I am confused about a few points:
What is the difference between a stored procedure and a view?
When should I use stored procedures, and when should I use views, in SQL Server?
Do views allow the creation of dynamic queries where we can pass parameters?
Which one is the fastest, and on what basis is one faster than the other?
Do views or stored procedures allocate memory permanently?
What does it mean if someone says that views create a virtual table, while procedures create a materials table?
Please let me know about more points, if there are any.
A view represents a virtual table. You can join multiple tables in a view and use the view to present the data as if the data were coming from a single table.
A stored procedure uses parameters to do a function... whether it is updating and inserting data, or returning single values or data sets.

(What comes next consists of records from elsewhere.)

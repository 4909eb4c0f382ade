//! Faultline API server entry point.

use std::error::Error;
use std::sync::Arc;

use faultline_api::config::AppConfig;
use faultline_api::error::AppError;
use faultline_api::routes;
use faultline_api::state::AppState;
use faultline_api::telemetry;
use faultline_core::clock::SystemClock;
use faultline_store::PgErrorStore;
use faultline_tracker::{ErrorTracker, LogNotifier};
use sqlx::PgPool;
use sqlx::postgres::PgPoolOptions;
use tokio::signal;
use tower_http::cors::CorsLayer;
use tower_http::trace::TraceLayer;
use tracing::{error, info};

#[tokio::main]
async fn main() -> Result<(), Box<dyn Error>> {
    let config = AppConfig::from_env()?;
    let tracer_provider = telemetry::init_tracing(config.otlp_endpoint.as_deref())?;

    info!("Starting Faultline API server");

    let pool = connect_database(&config).await?;

    let tracker = Arc::new(ErrorTracker::new(
        Arc::new(PgErrorStore::new(pool)),
        Arc::new(LogNotifier),
        Arc::new(SystemClock),
        config.tracker.clone(),
    ));
    tracker.start();

    // TODO: restrict CORS to the operator dashboard origin once it has a fixed host.
    let app = routes::app(AppState::new(Arc::clone(&tracker)))
        .layer(TraceLayer::new_for_http())
        .layer(CorsLayer::permissive());

    let addr = config.bind_addr()?;
    info!(%addr, "Listening");

    let listener = tokio::net::TcpListener::bind(addr)
        .await
        .map_err(AppError::from)?;

    let served = axum::serve(listener, app)
        .with_graceful_shutdown(shutdown_signal())
        .await
        .map_err(AppError::from);

    tracker.stop().await;
    telemetry::shutdown_tracing(tracer_provider);

    served?;
    info!("Faultline API server stopped");
    Ok(())
}

async fn connect_database(config: &AppConfig) -> Result<PgPool, AppError> {
    let pool = PgPoolOptions::new()
        .max_connections(config.max_connections)
        .connect(&config.database_url)
        .await?;

    sqlx::migrate!("../../migrations").run(&pool).await?;

    Ok(pool)
}

async fn shutdown_signal() {
    let ctrl_c = async {
        if let Err(e) = signal::ctrl_c().await {
            error!(error = %e, "Failed to install Ctrl+C handler");
        }
    };

    #[cfg(unix)]
    let terminate = async {
        match signal::unix::signal(signal::unix::SignalKind::terminate()) {
            Ok(mut signal) => {
                signal.recv().await;
            }
            Err(e) => {
                error!(error = %e, "Failed to install SIGTERM handler");
                std::future::pending::<()>().await;
            }
        }
    };

    #[cfg(not(unix))]
    let terminate = std::future::pending::<()>();

    tokio::select! {
        () = ctrl_c => {},
        () = terminate => {},
    }

    info!("Shutdown signal received, draining error buffer");
}
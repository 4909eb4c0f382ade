//! Services that orchestrate the domain pieces against the store.

pub mod notifier;
pub mod scheduler;
pub mod stats;
pub mod tracker;
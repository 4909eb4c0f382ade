//! Tracing subscriber setup with optional OTLP span export.

use opentelemetry::trace::TracerProvider as _;
use opentelemetry_otlp::{SpanExporter, WithExportConfig};
use opentelemetry_sdk::Resource;
use opentelemetry_sdk::trace::SdkTracerProvider;
use tracing_subscriber::layer::SubscriberExt;
use tracing_subscriber::util::SubscriberInitExt;
use tracing_subscriber::{EnvFilter, fmt};

use crate::error::AppError;

const SERVICE_NAME: &str = "faultline-api";

/// Installs the global subscriber: JSON logs filtered by `RUST_LOG`
/// (default `info`), plus an OpenTelemetry layer when `otlp_endpoint` is
/// set. The returned provider must be shut down before exit to flush
/// pending spans.
///
/// # Errors
///
/// Returns `AppError::Telemetry` if the exporter cannot be built or a
/// global subscriber is already installed.
pub fn init_tracing(otlp_endpoint: Option<&str>) -> Result<Option<SdkTracerProvider>, AppError> {
    let provider = otlp_endpoint.map(tracer_provider).transpose()?;
    let otel_layer = provider
        .as_ref()
        .map(|provider| tracing_opentelemetry::layer().with_tracer(provider.tracer(SERVICE_NAME)));

    tracing_subscriber::registry()
        .with(EnvFilter::try_from_default_env().unwrap_or_else(|_| EnvFilter::new("info")))
        .with(fmt::layer().json())
        .with(otel_layer)
        .try_init()
        .map_err(|e| AppError::Telemetry(e.to_string()))?;

    Ok(provider)
}

fn tracer_provider(endpoint: &str) -> Result<SdkTracerProvider, AppError> {
    let exporter = SpanExporter::builder()
        .with_tonic()
        .with_endpoint(endpoint)
        .build()
        .map_err(|e| AppError::Telemetry(e.to_string()))?;

    Ok(SdkTracerProvider::builder()
        .with_batch_exporter(exporter)
        .with_resource(Resource::builder().with_service_name(SERVICE_NAME).build())
        .build())
}

/// Flushes and stops span export.
pub fn shutdown_tracing(provider: Option<SdkTracerProvider>) {
    let Some(provider) = provider else {
        return;
    };
    if let Err(e) = provider.shutdown() {
        tracing::warn!(error = %e, "failed to shut down tracer provider");
    }
}
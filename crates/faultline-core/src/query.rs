//! Filters, pagination and the read-side views served to operators.

use std::collections::BTreeMap;

use chrono::{DateTime, Utc};
use serde::{Deserialize, Serialize};

use crate::entry::{Category, ErrorEntry, Severity};

/// Default page size for `list`.
pub const DEFAULT_PAGE_LIMIT: u32 = 20;

/// Operator-supplied filter for listing errors. Pages are 1-based.
#[derive(Debug, Clone, Default, PartialEq, Eq, Serialize, Deserialize)]
pub struct ErrorFilter {
    /// Only this category.
    pub category: Option<Category>,
    /// Only this severity.
    pub severity: Option<Severity>,
    /// Only resolved (`true`) or unresolved (`false`) entries.
    pub resolved: Option<bool>,
    /// Case-insensitive substring of the message.
    pub search: Option<String>,
    /// Page number, defaults to 1.
    pub page: Option<u32>,
    /// Page size, defaults to [`DEFAULT_PAGE_LIMIT`].
    pub limit: Option<u32>,
}

impl ErrorFilter {
    /// Effective page number (at least 1).
    #[must_use]
    pub fn page(&self) -> u32 {
        self.page.unwrap_or(1).max(1)
    }

    /// Effective page size (at least 1).
    #[must_use]
    pub fn limit(&self) -> u32 {
        self.limit.unwrap_or(DEFAULT_PAGE_LIMIT).max(1)
    }

    /// Row window for the effective page.
    #[must_use]
    pub fn pagination(&self) -> Pagination {
        Pagination {
            offset: u64::from(self.page() - 1) * u64::from(self.limit()),
            limit: self.limit(),
        }
    }

    /// The row predicate, without pagination.
    #[must_use]
    pub fn store_filter(&self) -> StoreFilter {
        StoreFilter {
            category: self.category,
            severity: self.severity,
            resolved: self.resolved,
            search: self.search.clone().filter(|s| !s.is_empty()),
            occurred_since: None,
        }
    }
}

/// Row predicate understood by the store. All set conditions must hold.
#[derive(Debug, Clone, Default, PartialEq, Eq)]
pub struct StoreFilter {
    /// Only this category.
    pub category: Option<Category>,
    /// Only this severity.
    pub severity: Option<Severity>,
    /// Only this resolution state.
    pub resolved: Option<bool>,
    /// Case-insensitive substring of the message.
    pub search: Option<String>,
    /// Only entries whose latest occurrence is at or after this instant.
    pub occurred_since: Option<DateTime<Utc>>,
}

impl StoreFilter {
    /// Matches unresolved entries.
    #[must_use]
    pub fn unresolved() -> Self {
        Self {
            resolved: Some(false),
            ..Self::default()
        }
    }

    /// Matches entries seen at or after `since`.
    #[must_use]
    pub fn occurred_since(since: DateTime<Utc>) -> Self {
        Self {
            occurred_since: Some(since),
            ..Self::default()
        }
    }

    /// Evaluates the predicate in memory.
    #[must_use]
    pub fn matches(&self, entry: &ErrorEntry) -> bool {
        self.category.is_none_or(|c| entry.category == c)
            && self.severity.is_none_or(|s| entry.severity == s)
            && self.resolved.is_none_or(|r| entry.resolved == r)
            && self.search.as_deref().is_none_or(|needle| {
                entry
                    .message
                    .to_lowercase()
                    .contains(&needle.to_lowercase())
            })
            && self.occurred_since.is_none_or(|since| entry.occurred_at >= since)
    }
}

/// Row window.
#[derive(Debug, Clone, Copy, PartialEq, Eq)]
pub struct Pagination {
    /// Rows to skip.
    pub offset: u64,
    /// Maximum rows to return.
    pub limit: u32,
}

impl Pagination {
    /// The first `limit` rows.
    #[must_use]
    pub const fn first(limit: u32) -> Self {
        Self { offset: 0, limit }
    }
}

/// Result ordering for `find_many`.
#[derive(Debug, Clone, Copy, PartialEq, Eq)]
pub enum EntryOrder {
    /// Latest occurrence first.
    MostRecent,
    /// Highest count first, ties broken by latest occurrence.
    MostFrequent,
}

/// Column the store can group counts by.
#[derive(Debug, Clone, Copy, PartialEq, Eq)]
pub enum GroupField {
    /// Group by severity.
    Severity,
    /// Group by category.
    Category,
}

impl GroupField {
    /// Column name in the store.
    #[must_use]
    pub const fn column(self) -> &'static str {
        match self {
            GroupField::Severity => "severity",
            GroupField::Category => "category",
        }
    }
}

/// Partial update applied by `resolve`/`unresolve`.
#[derive(Debug, Clone, Copy, PartialEq, Eq)]
pub struct EntryPatch {
    /// New resolution state.
    pub resolved: bool,
    /// New resolution timestamp.
    pub resolved_at: Option<DateTime<Utc>>,
}

impl EntryPatch {
    /// Marks an entry resolved at `at`.
    #[must_use]
    pub const fn resolve(at: DateTime<Utc>) -> Self {
        Self {
            resolved: true,
            resolved_at: Some(at),
        }
    }

    /// Clears the resolution.
    #[must_use]
    pub const fn unresolve() -> Self {
        Self {
            resolved: false,
            resolved_at: None,
        }
    }
}

/// Retention predicate: resolved entries resolved strictly before a cutoff.
#[derive(Debug, Clone, Copy, PartialEq, Eq)]
pub struct RetentionFilter {
    /// Entries resolved before this instant are purged.
    pub resolved_before: DateTime<Utc>,
}

impl RetentionFilter {
    /// Evaluates the predicate in memory.
    #[must_use]
    pub fn matches(&self, entry: &ErrorEntry) -> bool {
        entry.resolved && entry.resolved_at.is_some_and(|at| at < self.resolved_before)
    }
}

/// One page of `list` results.
#[derive(Debug, Clone, Serialize)]
pub struct ErrorPage {
    /// Entries on this page, latest first.
    pub errors: Vec<ErrorEntry>,
    /// Entries matching the filter across all pages.
    pub total: u64,
    /// Page number.
    pub page: u32,
    /// Number of pages at the requested size.
    pub total_pages: u64,
}

/// A frequently occurring unresolved error.
#[derive(Debug, Clone, PartialEq, Serialize)]
pub struct TopError {
    /// Grouping key.
    pub fingerprint: String,
    /// Latest message.
    pub message: String,
    /// Total occurrences.
    pub count: u64,
    /// Latest occurrence.
    pub last_occurred: DateTime<Utc>,
}

impl From<ErrorEntry> for TopError {
    fn from(entry: ErrorEntry) -> Self {
        Self {
            fingerprint: entry.fingerprint,
            message: entry.message,
            count: entry.count,
            last_occurred: entry.occurred_at,
        }
    }
}

/// Operator dashboard summary.
#[derive(Debug, Clone, PartialEq, Serialize)]
pub struct ErrorStats {
    /// All stored entries.
    pub total: u64,
    /// Entries not marked resolved.
    pub unresolved: u64,
    /// Entry counts per severity.
    pub by_severity: BTreeMap<Severity, u64>,
    /// Entry counts per category.
    pub by_category: BTreeMap<Category, u64>,
    /// Entries seen in the last 24 hours.
    pub last_24h: u64,
    /// Most frequent unresolved entries.
    pub top_errors: Vec<TopError>,
}

#[cfg(test)]
mod tests {
    use super::*;
    use crate::context::ErrorContext;
    use chrono::TimeZone;

    fn entry_with(message: &str, resolved: bool) -> ErrorEntry {
        ErrorEntry {
            id: "err_1".to_owned(),
            name: "Error".to_owned(),
            message: message.to_owned(),
            stack: None,
            category: Category::Database,
            severity: Severity::High,
            context: ErrorContext::default(),
            fingerprint: "fp".to_owned(),
            occurred_at: Utc.with_ymd_and_hms(2026, 1, 15, 10, 0, 0).unwrap(),
            resolved,
            resolved_at: None,
            count: 1,
            metadata: None,
        }
    }

    #[test]
    fn test_defaults_to_first_page_of_twenty() {
        let filter = ErrorFilter::default();

        assert_eq!(filter.page(), 1);
        assert_eq!(filter.limit(), 20);
        assert_eq!(filter.pagination(), Pagination { offset: 0, limit: 20 });
    }

    #[test]
    fn test_zero_page_and_limit_are_clamped() {
        let filter = ErrorFilter {
            page: Some(0),
            limit: Some(0),
            ..ErrorFilter::default()
        };

        assert_eq!(filter.pagination(), Pagination { offset: 0, limit: 1 });
    }

    #[test]
    fn test_pagination_offset_for_later_page() {
        let filter = ErrorFilter {
            page: Some(3),
            limit: Some(10),
            ..ErrorFilter::default()
        };

        assert_eq!(filter.pagination().offset, 20);
    }

    #[test]
    fn test_search_matches_case_insensitively() {
        let filter = StoreFilter {
            search: Some("DEADLOCK".to_owned()),
            ..StoreFilter::default()
        };

        assert!(filter.matches(&entry_with("deadlock detected", false)));
        assert!(!filter.matches(&entry_with("timeout", false)));
    }

    #[test]
    fn test_empty_search_is_ignored() {
        let filter = ErrorFilter {
            search: Some(String::new()),
            ..ErrorFilter::default()
        };

        assert_eq!(filter.store_filter().search, None);
    }

    #[test]
    fn test_retention_requires_resolved_before_cutoff() {
        let cutoff = Utc.with_ymd_and_hms(2026, 1, 10, 0, 0, 0).unwrap();
        let retention = RetentionFilter {
            resolved_before: cutoff,
        };
        let mut old = entry_with("x", true);
        old.resolved_at = Some(Utc.with_ymd_and_hms(2026, 1, 1, 0, 0, 0).unwrap());
        let mut recent = entry_with("x", true);
        recent.resolved_at = Some(Utc.with_ymd_and_hms(2026, 1, 12, 0, 0, 0).unwrap());
        let mut unresolved = entry_with("x", false);
        unresolved.resolved_at = Some(Utc.with_ymd_and_hms(2026, 1, 1, 0, 0, 0).unwrap());

        assert!(retention.matches(&old));
        assert!(!retention.matches(&recent));
        assert!(!retention.matches(&unresolved));
    }

    #[test]
    fn test_stats_serialise_enum_keys_as_lowercase() {
        let stats = ErrorStats {
            total: 1,
            unresolved: 1,
            by_severity: BTreeMap::from([(Severity::Critical, 1)]),
            by_category: BTreeMap::from([(Category::Database, 1)]),
            last_24h: 1,
            top_errors: Vec::new(),
        };

        let json = serde_json::to_value(&stats).unwrap();

        assert_eq!(json["by_severity"]["critical"], 1);
        assert_eq!(json["by_category"]["database"], 1);
    }
}
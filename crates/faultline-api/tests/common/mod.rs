//! Shared test helpers for API integration tests.
#![allow(dead_code)]

use std::sync::Arc;

use axum::Router;
use axum::body::Body;
use axum::http::{Request, StatusCode};
use faultline_core::clock::Clock;
use faultline_store::PgErrorStore;
use faultline_test_support::{FixedClock, RecordingNotifier};
use faultline_tracker::{ErrorTracker, TrackerConfig};
use http_body_util::BodyExt;
use sqlx::PgPool;
use tower::ServiceExt;

use faultline_api::routes;
use faultline_api::state::AppState;

/// Fixed timestamp used across all integration tests.
pub fn fixed_now() -> chrono::DateTime<chrono::Utc> {
    chrono::TimeZone::with_ymd_and_hms(&chrono::Utc, 2026, 1, 15, 10, 0, 0).unwrap()
}

/// Build a tracker backed by a real `PgErrorStore` and a deterministic clock.
pub fn build_tracker(pool: PgPool) -> Arc<ErrorTracker> {
    let clock: Arc<dyn Clock> = Arc::new(FixedClock(fixed_now()));
    Arc::new(ErrorTracker::new(
        Arc::new(PgErrorStore::new(pool)),
        Arc::new(RecordingNotifier::new()),
        clock,
        TrackerConfig::default(),
    ))
}

/// Build the full app router. Uses the same route structure as `main.rs`.
pub fn build_test_app(tracker: Arc<ErrorTracker>) -> Router {
    routes::app(AppState::new(tracker))
}

async fn send(app: Router, request: Request<Body>) -> (StatusCode, serde_json::Value) {
    let response = app.oneshot(request).await.unwrap();
    let status = response.status();
    let body_bytes = response.into_body().collect().await.unwrap().to_bytes();
    let json = if body_bytes.is_empty() {
        serde_json::Value::Null
    } else {
        serde_json::from_slice(&body_bytes).unwrap()
    };

    (status, json)
}

/// Send a POST request with a JSON body and return the response.
pub async fn post_json(
    app: Router,
    uri: &str,
    body: &serde_json::Value,
) -> (StatusCode, serde_json::Value) {
    let request = Request::builder()
        .method("POST")
        .uri(uri)
        .header("content-type", "application/json")
        .body(Body::from(serde_json::to_vec(body).unwrap()))
        .unwrap();

    send(app, request).await
}

/// Send a POST request without a body and return the response.
pub async fn post_empty(app: Router, uri: &str) -> (StatusCode, serde_json::Value) {
    let request = Request::builder()
        .method("POST")
        .uri(uri)
        .body(Body::empty())
        .unwrap();

    send(app, request).await
}

/// Send a GET request and return the response.
pub async fn get_json(app: Router, uri: &str) -> (StatusCode, serde_json::Value) {
    let request = Request::builder()
        .method("GET")
        .uri(uri)
        .body(Body::empty())
        .unwrap();

    send(app, request).await
}
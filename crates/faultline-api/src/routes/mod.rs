//! HTTP routes.

pub mod errors;
pub mod health;

use axum::Router;

use crate::state::AppState;

/// Builds the application router with state attached. Middleware layers are
/// added by the binary.
pub fn app(state: AppState) -> Router {
    Router::new()
        .merge(health::router())
        .nest("/api/v1/errors", errors::router())
        .with_state(state)
}
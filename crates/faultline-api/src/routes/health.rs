//! Health check endpoint.

use axum::extract::State;
use axum::{Json, Router, routing::get};
use serde::Serialize;

use crate::state::AppState;

/// Health check response.
#[derive(Serialize)]
pub struct HealthResponse {
    /// Service status.
    pub status: String,
    /// Service version.
    pub version: String,
    /// Fingerprints waiting for the next flush.
    pub buffered: usize,
}

/// GET /health
async fn health_check(State(state): State<AppState>) -> Json<HealthResponse> {
    Json(HealthResponse {
        status: "ok".to_string(),
        version: env!("CARGO_PKG_VERSION").to_string(),
        buffered: state.tracker.buffered_len(),
    })
}

/// Returns the health check router.
pub fn router() -> Router<AppState> {
    Router::new().route("/health", get(health_check))
}
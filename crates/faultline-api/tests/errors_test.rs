//! Integration tests for the error log endpoints against Postgres.

mod common;

use std::sync::Arc;

use axum::http::StatusCode;
use sqlx::PgPool;

fn capture_body(message: &str) -> serde_json::Value {
    serde_json::json!({
        "name": "QueryError",
        "message": message,
        "stack": format!("QueryError: {message}\n    at OrderRepository.find (orders.rs:42)"),
        "context": {
            "url": "/api/orders",
            "params": { "apiKey": "sk_live_123", "orderId": 7 }
        }
    })
}

#[sqlx::test(migrations = "../../migrations")]
async fn test_repeated_captures_flush_as_one_counted_entry(pool: PgPool) {
    // Arrange
    let tracker = common::build_tracker(pool);
    let app = common::build_test_app(Arc::clone(&tracker));

    // Act
    for _ in 0..3 {
        let (status, _) =
            common::post_json(app.clone(), "/api/v1/errors", &capture_body("sql syntax error")).await;
        assert_eq!(status, StatusCode::ACCEPTED);
    }
    tracker.flush_now().await;
    let (status, json) = common::get_json(app, "/api/v1/errors").await;

    // Assert
    assert_eq!(status, StatusCode::OK);
    assert_eq!(json["total"], 1);
    let entry = &json["errors"][0];
    assert_eq!(entry["count"], 3);
    assert_eq!(entry["category"], "database");
    assert_eq!(entry["severity"], "medium");
    assert_eq!(entry["context"]["params"]["apiKey"], "[REDACTED]");
    assert_eq!(entry["context"]["params"]["orderId"], 7);
}

#[sqlx::test(migrations = "../../migrations")]
async fn test_second_flush_increments_stored_count(pool: PgPool) {
    let tracker = common::build_tracker(pool);
    let app = common::build_test_app(Arc::clone(&tracker));

    common::post_json(app.clone(), "/api/v1/errors", &capture_body("sql syntax error")).await;
    tracker.flush_now().await;
    common::post_json(app.clone(), "/api/v1/errors", &capture_body("sql syntax error")).await;
    tracker.flush_now().await;

    let (_, json) = common::get_json(app, "/api/v1/errors").await;
    assert_eq!(json["total"], 1);
    assert_eq!(json["errors"][0]["count"], 2);
}

#[sqlx::test(migrations = "../../migrations")]
async fn test_critical_capture_is_visible_without_flush(pool: PgPool) {
    let tracker = common::build_tracker(pool);
    let app = common::build_test_app(Arc::clone(&tracker));
    let body = serde_json::json!({
        "name": "PrismaClientError",
        "message": "Database connection pool exhausted"
    });

    let (status, captured) = common::post_json(app.clone(), "/api/v1/errors", &body).await;
    let (_, json) = common::get_json(app, "/api/v1/errors?severity=critical").await;

    assert_eq!(status, StatusCode::ACCEPTED);
    assert_eq!(json["total"], 1);
    assert_eq!(json["errors"][0]["id"], captured["id"]);
    assert_eq!(tracker.buffered_len(), 0);
}

#[sqlx::test(migrations = "../../migrations")]
async fn test_resolve_unresolve_and_cleanup_lifecycle(pool: PgPool) {
    // Arrange
    let tracker = common::build_tracker(pool);
    let app = common::build_test_app(Arc::clone(&tracker));
    common::post_json(app.clone(), "/api/v1/errors", &capture_body("sql syntax error")).await;
    tracker.flush_now().await;
    let (_, listed) = common::get_json(app.clone(), "/api/v1/errors").await;
    let fingerprint = listed["errors"][0]["fingerprint"].as_str().unwrap().to_string();

    // Act
    let (resolved, _) =
        common::post_empty(app.clone(), &format!("/api/v1/errors/{fingerprint}/resolve")).await;
    let (_, stats_after_resolve) = common::get_json(app.clone(), "/api/v1/errors/stats").await;
    let (reopened, _) =
        common::post_empty(app.clone(), &format!("/api/v1/errors/{fingerprint}/unresolve")).await;
    let (_, open) = common::get_json(app.clone(), "/api/v1/errors?resolved=false").await;
    let (cleaned, cleanup) = common::post_json(
        app,
        "/api/v1/errors/cleanup",
        &serde_json::json!({ "older_than_days": 0 }),
    )
    .await;

    // Assert
    assert_eq!(resolved, StatusCode::NO_CONTENT);
    assert_eq!(stats_after_resolve["total"], 1);
    assert_eq!(stats_after_resolve["unresolved"], 0);
    assert_eq!(reopened, StatusCode::NO_CONTENT);
    assert_eq!(open["total"], 1);
    assert_eq!(open["errors"][0]["resolved_at"], serde_json::Value::Null);
    assert_eq!(cleaned, StatusCode::OK);
    assert_eq!(cleanup["deleted"], 0);
}

#[sqlx::test(migrations = "../../migrations")]
async fn test_resolve_unknown_fingerprint_returns_404(pool: PgPool) {
    let app = common::build_test_app(common::build_tracker(pool));

    let (status, json) = common::post_empty(app, "/api/v1/errors/deadbeef/resolve").await;

    assert_eq!(status, StatusCode::NOT_FOUND);
    assert_eq!(json["error"], "not_found");
}

#[sqlx::test(migrations = "../../migrations")]
async fn test_stats_on_empty_store(pool: PgPool) {
    let app = common::build_test_app(common::build_tracker(pool));

    let (status, json) = common::get_json(app, "/api/v1/errors/stats").await;

    assert_eq!(status, StatusCode::OK);
    assert_eq!(json["total"], 0);
    assert_eq!(json["last_24h"], 0);
    assert_eq!(json["top_errors"], serde_json::json!([]));
}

Creating Views and Stored Procedures - has some information from Microsoft as to when and why to use each.
Say I have two tables:
tbl_user
, with columns: user_id
, user_name
, user_pw
tbl_profile
, with columns: profile_id
, user_id
, profile_description
So, if I find myself querying from those tables A LOT... instead of doing the join in EVERY piece of SQL, I would define a view like:
CREATE VIEW vw_user_profile
AS
SELECT A.user_id, B.profile_description
FROM tbl_user A LEFT JOIN tbl_profile B ON A.user_id = b.user_id
GO
Thus, if I want to query profile_description
by user_id
in the future, all I have to do is:
SELECT profile_description FROM vw_user_profile WHERE user_id = @ID
That code could be used in a stored procedure like:
CREATE PROCEDURE dbo.getDesc
@ID int
AS
BEGIN
SELECT profile_description FROM vw_user_profile WHERE user_id = @ID
END
GO
So, later on, I can call:
dbo.getDesc 25
and I will get the description for user_id
25, where the 25
is your parameter.
There is obviously a lot more detail, this is just the basic idea.